¿Qué ocurre, cuando el cuarto Poder, los medios de comunicación, pierde su esencia? ¿Qué ocurre, cuando damos por hecho que es una marioneta impotente a la merced de los poderosos del día? Y, ¿qué clase de sociedad refleja este no-periodismo? ¿Qué ha pasado con la prensa libre, integra, incorruptible, uno de los símbolos de la sociedad contemporánea?

El célebre autor de "El nombre de la rosa" acusa al periodismo de hoy en su última novela "Numero Cero", publicada el 9 de abril por la editorial Lumen. El periodismo se ha convertido en un negocio barato y sobrevive atendiendo los intereses de los poderosos del día, es degradado a un juego de titulares, una búsqueda de lo espectacular barato.

El periodista Colonna es encargado de editar un periódico que nunca verá la luz del día, que es creado para hurgar en la ropa sucia de personas con influencia para poder chantajearlos. El periódico no informa de las noticias, es un periódico que crea sus noticias, sus desmentidos de noticias, y sus propios desmentidos de los desmentidos.
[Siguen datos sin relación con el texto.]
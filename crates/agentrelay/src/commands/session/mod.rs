use agentrelay_core::AppContext;
use agentrelay_core::session::{Session, SessionStore};
use async_trait::async_trait;
use eyre::Result;

use super::Command;
use crate::cli::SessionCommands;
use crate::error::Error;

mod create;
mod delete;
mod list;
mod rename;
mod select;
mod show;

pub use create::CreateSessionCommand;
pub use delete::DeleteSessionCommand;
pub use list::ListSessionCommand;
pub use rename::RenameSessionCommand;
pub use select::SelectSessionCommand;
pub use show::ShowSessionCommand;

pub struct SessionCommand {
    pub command: SessionCommands,
    pub ctx: AppContext,
}

#[async_trait]
impl Command for SessionCommand {
    async fn execute(&self) -> Result<()> {
        let ctx = self.ctx.clone();
        let result = match &self.command {
            SessionCommands::List => ListSessionCommand { ctx }.execute().await,
            SessionCommands::Create { title } => {
                CreateSessionCommand {
                    title: title.clone(),
                    ctx,
                }
                .execute()
                .await
            }
            SessionCommands::Show { session_id } => {
                ShowSessionCommand {
                    session_id: session_id.clone(),
                    ctx,
                }
                .execute()
                .await
            }
            SessionCommands::Rename { session_id, title } => {
                RenameSessionCommand {
                    session_id: session_id.clone(),
                    title: title.clone(),
                    ctx,
                }
                .execute()
                .await
            }
            SessionCommands::Select { session_id } => {
                SelectSessionCommand {
                    session_id: session_id.clone(),
                    ctx,
                }
                .execute()
                .await
            }
            SessionCommands::Delete { session_id, force } => {
                DeleteSessionCommand {
                    session_id: session_id.clone(),
                    force: *force,
                    ctx,
                }
                .execute()
                .await
            }
        };

        self.ctx.store().flush().await?;
        result
    }
}

/// Find a session by full id or by a prefix that matches exactly one session.
pub async fn resolve_session(store: &SessionStore, id: &str) -> Result<Session, Error> {
    let document = store.get_all().await;
    if let Some(session) = document.sessions.iter().find(|s| s.id.as_str() == id) {
        return Ok(session.clone());
    }

    let mut matches = document
        .sessions
        .into_iter()
        .filter(|s| !id.is_empty() && s.id.as_str().starts_with(id));
    match (matches.next(), matches.next()) {
        (Some(session), None) => Ok(session),
        (None, _) => Err(Error::UnknownSession(id.to_string())),
        (Some(_), Some(_)) => Err(Error::AmbiguousSession {
            prefix: id.to_string(),
            count: 2 + matches.count(),
        }),
    }
}
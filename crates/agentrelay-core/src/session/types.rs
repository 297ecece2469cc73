use std::fmt;

use serde::{Deserialize, Serialize};
use strum::Display;

/// Milliseconds since the Unix epoch, the unit every persisted timestamp uses.
pub type Timestamp = i64;

pub fn now_millis() -> Timestamp {
    chrono::Utc::now().timestamp_millis()
}

macro_rules! string_id {
    ($name:ident) => {
        #[derive(Debug, Clone, PartialEq, Eq, Hash, PartialOrd, Ord, Serialize, Deserialize)]
        #[serde(transparent)]
        pub struct $name(pub String);

        impl $name {
            pub fn new() -> Self {
                Self(uuid::Uuid::new_v4().to_string())
            }

            pub fn from_string(value: impl Into<String>) -> Self {
                Self(value.into())
            }

            pub fn as_str(&self) -> &str {
                &self.0
            }
        }

        impl Default for $name {
            fn default() -> Self {
                Self::new()
            }
        }

        impl fmt::Display for $name {
            fn fmt(&self, f: &mut fmt::Formatter<'_>) -> fmt::Result {
                f.write_str(&self.0)
            }
        }

        impl From<&str> for $name {
            fn from(value: &str) -> Self {
                Self(value.to_string())
            }
        }

        impl From<String> for $name {
            fn from(value: String) -> Self {
                Self(value)
            }
        }
    };
}

string_id!(SessionId);
string_id!(MessageId);

#[derive(Debug, Clone, Copy, PartialEq, Eq, Serialize, Deserialize, Display)]
#[serde(rename_all = "lowercase")]
#[strum(serialize_all = "lowercase")]
pub enum Role {
    System,
    User,
    Assistant,
}

#[derive(Debug, Clone, PartialEq, Eq, Serialize, Deserialize)]
#[serde(rename_all = "camelCase")]
pub struct Message {
    pub id: MessageId,
    pub role: Role,
    pub content: String,
    pub created_at: Timestamp,
    #[serde(default, skip_serializing_if = "Option::is_none")]
    pub error: Option<String>,
    #[serde(default, skip_serializing_if = "std::ops::Not::not")]
    pub is_streaming: bool,
}

impl Message {
    pub fn new(role: Role, content: impl Into<String>) -> Self {
        Self {
            id: MessageId::new(),
            role,
            content: content.into(),
            created_at: now_millis(),
            error: None,
            is_streaming: false,
        }
    }

    pub fn user(content: impl Into<String>) -> Self {
        Self::new(Role::User, content)
    }

    /// An empty assistant message that a run will stream into.
    pub fn streaming_placeholder() -> Self {
        Self {
            is_streaming: true,
            ..Self::new(Role::Assistant, String::new())
        }
    }

    pub fn apply(&mut self, patch: MessagePatch) {
        if let Some(content) = patch.content {
            self.content = content;
        }
        if let Some(error) = patch.error {
            self.error = Some(error);
        }
        if let Some(is_streaming) = patch.is_streaming {
            self.is_streaming = is_streaming;
        }
    }
}

/// Partial update applied to a stored message. `None` fields are left untouched.
#[derive(Debug, Clone, Default, PartialEq, Eq)]
pub struct MessagePatch {
    pub content: Option<String>,
    pub error: Option<String>,
    pub is_streaming: Option<bool>,
}

impl MessagePatch {
    pub fn streaming(content: impl Into<String>) -> Self {
        Self {
            content: Some(content.into()),
            error: None,
            is_streaming: Some(true),
        }
    }

    pub fn finished(content: impl Into<String>) -> Self {
        Self {
            content: Some(content.into()),
            error: None,
            is_streaming: Some(false),
        }
    }

    pub fn failed(error: impl Into<String>) -> Self {
        Self {
            content: None,
            error: Some(error.into()),
            is_streaming: Some(false),
        }
    }
}

#[derive(Debug, Clone, PartialEq, Eq, Serialize, Deserialize)]
#[serde(rename_all = "camelCase")]
pub struct Session {
    pub id: SessionId,
    pub title: String,
    pub created_at: Timestamp,
    pub updated_at: Timestamp,
    #[serde(default)]
    pub messages: Vec<Message>,
}

impl Session {
    pub fn new(title: impl Into<String>) -> Self {
        let now = now_millis();
        Self {
            id: SessionId::new(),
            title: title.into(),
            created_at: now,
            updated_at: now,
            messages: Vec::new(),
        }
    }

    pub fn message(&self, message_id: &MessageId) -> Option<&Message> {
        self.messages.iter().find(|m| &m.id == message_id)
    }

    pub fn touch(&mut self) {
        self.updated_at = now_millis();
    }
}

/// The whole document the store persists.
#[derive(Debug, Clone, Default, PartialEq, Eq, Serialize, Deserialize)]
#[serde(rename_all = "camelCase")]
pub struct PersistedDocument {
    #[serde(default)]
    pub sessions: Vec<Session>,
    #[serde(default)]
    pub active_session_id: Option<SessionId>,
}

impl PersistedDocument {
    pub fn session(&self, id: &SessionId) -> Option<&Session> {
        self.sessions.iter().find(|s| &s.id == id)
    }

    pub fn session_mut(&mut self, id: &SessionId) -> Option<&mut Session> {
        self.sessions.iter_mut().find(|s| &s.id == id)
    }

    pub fn contains(&self, id: &SessionId) -> bool {
        self.session(id).is_some()
    }

    /// True when `activeSessionId` is `None` or names an existing session.
    pub fn active_pointer_is_valid(&self) -> bool {
        self.active_session_id
            .as_ref()
            .is_none_or(|id| self.contains(id))
    }
}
Hay una melancolía resignada, o resignación melancólica, que emana el protagonista de la novela. Ha aceptado la imagen del fracasado y se identifica con ella, incluso intenta cumplir con lo que se espera de un fracasado, para seguir siéndolo. Esta búsqueda de la comodidad forma, para bien o para mal, parte de la naturaleza humana. ¡Qué fácil es aceptar una imagen negativa de nosotros mismos! La comodidad, la inseguridad, la impotencia nos hacen conformarnos con etiquetas que otros nos quieren pegar.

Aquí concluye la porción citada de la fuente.